ENTRIES SUPPLIED
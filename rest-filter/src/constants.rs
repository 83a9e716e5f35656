//! Limits applied while reading and compiling filters.
//!
//! # Environment Variables
//!
//! | Variable               | Default | Description                         |
//! |------------------------|---------|-------------------------------------|
//! | `REST_FILTER_MAX_KEYS` | 64      | Maximum keys compiled per filter    |
//!
//! ```bash
//! # Allow wide search forms
//! REST_FILTER_MAX_KEYS=256
//! ```

use std::sync::OnceLock;

/// Separator between the field spec and each command in a filter key.
pub const COMMAND_SEPARATOR: char = ':';

/// Default maximum number of keys in one filter source.
const DEFAULT_MAX_FILTER_KEYS: usize = 64;

/// Cached max key count from environment.
static MAX_FILTER_KEYS_CACHE: OnceLock<usize> = OnceLock::new();

/// Returns the maximum number of keys a compiler accepts by default.
///
/// Reads `REST_FILTER_MAX_KEYS` on first call and caches it for the lifetime
/// of the process. Falls back to 64 when unset, unparsable or zero.
#[inline]
pub fn max_filter_keys() -> usize {
    *MAX_FILTER_KEYS_CACHE.get_or_init(|| {
        std::env::var("REST_FILTER_MAX_KEYS")
            .ok()
            .and_then(|v| v.trim().parse().ok())
            .filter(|&n: &usize| n > 0)
            .unwrap_or(DEFAULT_MAX_FILTER_KEYS)
    })
}

/// Maximum decoded length of a single query-string key or value (64KB).
pub const MAX_URL_DECODED_LEN: usize = 65536;

/// Maximum bracket nesting in a query-string key (`a[0][]` is depth 2).
///
/// Range pairs need two levels; anything deeper has no meaning to a command.
pub const MAX_ARRAY_DEPTH: usize = 4;
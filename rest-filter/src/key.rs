//! Filter key parsing.
//!
//! A key has the shape `field[:command]*` or `(field1,field2,...)[:command]*`:
//!
//! | Key | Value | Field spec | Commands |
//! |-----|-------|------------|----------|
//! | `id` | `2` | `id` | `eq` (value coerced to `2`) |
//! | `id[]` | `[1, 2]` | `id` | `in` |
//! | `title:like` | `big` | `title` | `like` |
//! | `likes:null:not` | `0` | `likes` | `null`, `not` |
//! | `(father,son):like` | `Luke` | `father`, `son` | `like` |

use crate::constants::COMMAND_SEPARATOR;
use crate::{Command, CompileError, Value};

/// The field part of a key: one field or a group sharing the command chain.
#[derive(Debug, Clone, PartialEq, Eq)]
pub enum FieldSpec {
    /// A single field name, used literally.
    Single(String),
    /// `(a,b,...)`: every member is compiled and the results OR-joined.
    Group(Vec<String>),
}

impl FieldSpec {
    /// Classify a field spec.
    ///
    /// Only a spec that starts with `(`, ends with `)` and has a non-empty
    /// body without further parentheses is a group. Anything else, including
    /// an unterminated `(a,b`, is a literal field name.
    ///
    /// ```
    /// use rest_filter::FieldSpec;
    ///
    /// assert_eq!(
    ///     FieldSpec::parse("(father,son)"),
    ///     FieldSpec::Group(vec!["father".into(), "son".into()])
    /// );
    /// assert_eq!(FieldSpec::parse("(father,son"), FieldSpec::Single("(father,son".into()));
    /// ```
    #[must_use]
    pub fn parse(spec: &str) -> Self {
        match spec.strip_prefix('(').and_then(|s| s.strip_suffix(')')) {
            Some(body) if !body.is_empty() && !body.contains(['(', ')']) => {
                Self::Group(body.split(',').map(str::to_string).collect())
            },
            _ => Self::Single(spec.to_string()),
        }
    }

    /// The field names this spec covers, in order.
    pub fn fields(&self) -> &[String] {
        match self {
            Self::Single(field) => std::slice::from_ref(field),
            Self::Group(fields) => fields,
        }
    }

    /// Returns `true` for [`FieldSpec::Group`].
    pub const fn is_group(&self) -> bool {
        matches!(self, Self::Group(_))
    }
}

/// A filter key split into field spec, command chain and argument value.
#[derive(Debug, Clone, PartialEq)]
#[non_exhaustive]
pub struct ParsedKey {
    /// Field or field group.
    pub field: FieldSpec,
    /// Commands in the order written; never empty.
    pub commands: Vec<Command>,
    /// Argument value, after shortcut coercion.
    pub value: Value,
}

impl ParsedKey {
    /// Parse a key and its value.
    ///
    /// Without an explicit command the chain is inferred: `in` for a list,
    /// otherwise `eq`, turning numeric-looking text into a number. Explicit
    /// commands never coerce.
    ///
    /// # Errors
    ///
    /// Returns [`CompileError::CommandNotSupported`] for an unknown command
    /// name, including the empty name in `field:`.
    ///
    /// ```
    /// use rest_filter::{Command, FieldSpec, ParsedKey, Value};
    ///
    /// let key = ParsedKey::parse("id", Value::from("2")).unwrap();
    /// assert_eq!(key.field, FieldSpec::Single("id".into()));
    /// assert_eq!(key.commands, vec![Command::Eq]);
    /// assert_eq!(key.value, Value::Int(2));
    ///
    /// let key = ParsedKey::parse("id:gt", Value::from("2")).unwrap();
    /// assert_eq!(key.commands, vec![Command::Gt]);
    /// assert_eq!(key.value, Value::from("2"));
    /// ```
    pub fn parse(key: &str, value: Value) -> Result<Self, CompileError> {
        let (spec, chain) = match key.split_once(COMMAND_SEPARATOR) {
            Some((spec, chain)) => (spec, Some(chain)),
            None => (key, None),
        };

        let (commands, value) = match chain {
            Some(chain) => {
                let commands = chain
                    .split(COMMAND_SEPARATOR)
                    .map(str::parse)
                    .collect::<Result<Vec<Command>, _>>()?;
                (commands, value)
            },
            None if value.is_array() => (vec![Command::In], value),
            None => (vec![Command::Eq], value.coerce_numeric()),
        };

        Ok(Self {
            field: FieldSpec::parse(spec),
            commands,
            value,
        })
    }
}

#[cfg(test)]
mod tests {
    use super::*;

    fn parse(key: &str, value: impl Into<Value>) -> ParsedKey {
        ParsedKey::parse(key, value.into()).unwrap()
    }

    #[test]
    fn test_shortcut_numeric_scalar_is_eq_with_number() {
        let key = parse("id", "2");
        assert_eq!(key.field, FieldSpec::Single("id".into()));
        assert_eq!(key.commands, vec![Command::Eq]);
        assert_eq!(key.value, Value::Int(2));

        assert_eq!(parse("price", "9.5").value, Value::Float(9.5));
    }

    #[test]
    fn test_shortcut_text_scalar_is_eq_unchanged() {
        let key = parse("title", "big");
        assert_eq!(key.commands, vec![Command::Eq]);
        assert_eq!(key.value, Value::from("big"));
    }

    #[test]
    fn test_shortcut_list_is_in() {
        let key = parse("id", vec!["1", "2"]);
        assert_eq!(key.commands, vec![Command::In]);
        // List items are not coerced
        assert_eq!(key.value, Value::from(vec!["1", "2"]));
    }

    #[test]
    fn test_explicit_command_does_not_coerce() {
        let key = parse("id:eq", "2");
        assert_eq!(key.commands, vec![Command::Eq]);
        assert_eq!(key.value, Value::from("2"));
    }

    #[test]
    fn test_command_chain_keeps_order() {
        let key = parse("likes:null:not", "0");
        assert_eq!(key.field, FieldSpec::Single("likes".into()));
        assert_eq!(key.commands, vec![Command::Null, Command::Not]);
    }

    #[test]
    fn test_unknown_command_in_chain() {
        let err = ParsedKey::parse("likes:notnull:not", Value::from("0")).unwrap_err();
        assert_eq!(
            err,
            CompileError::CommandNotSupported {
                command: "notnull".into()
            }
        );
    }

    #[test]
    fn test_empty_command_is_unknown() {
        let err = ParsedKey::parse("id:", Value::from("1")).unwrap_err();
        assert_eq!(
            err,
            CompileError::CommandNotSupported {
                command: String::new()
            }
        );
    }

    #[test]
    fn test_group_spec() {
        let key = parse("(father,son):like", "Luke");
        assert_eq!(
            key.field,
            FieldSpec::Group(vec!["father".into(), "son".into()])
        );
        assert!(key.field.is_group());
        assert_eq!(key.field.fields(), ["father", "son"]);
    }

    #[test]
    fn test_group_without_command_uses_shortcut() {
        let key = parse("(a,b)", "3");
        assert!(key.field.is_group());
        assert_eq!(key.commands, vec![Command::Eq]);
        assert_eq!(key.value, Value::Int(3));
    }

    #[test]
    fn test_malformed_groups_fall_back_to_literal() {
        for spec in ["(a,b", "a,b)", "()", "x(a,b)", "(a)(b)", "((a,b))"] {
            assert_eq!(
                FieldSpec::parse(spec),
                FieldSpec::Single(spec.to_string()),
                "{spec}"
            );
        }
    }

    #[test]
    fn test_single_member_group() {
        assert_eq!(FieldSpec::parse("(a)"), FieldSpec::Group(vec!["a".into()]));
    }

    #[test]
    fn test_group_members_are_not_trimmed() {
        assert_eq!(
            FieldSpec::parse("(a, b)"),
            FieldSpec::Group(vec!["a".into(), " b".into()])
        );
    }
}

THE TASK
If a line in the data contains the string "PartialEq", count it, then give the total and nothing else.

TASK RESPONSE
2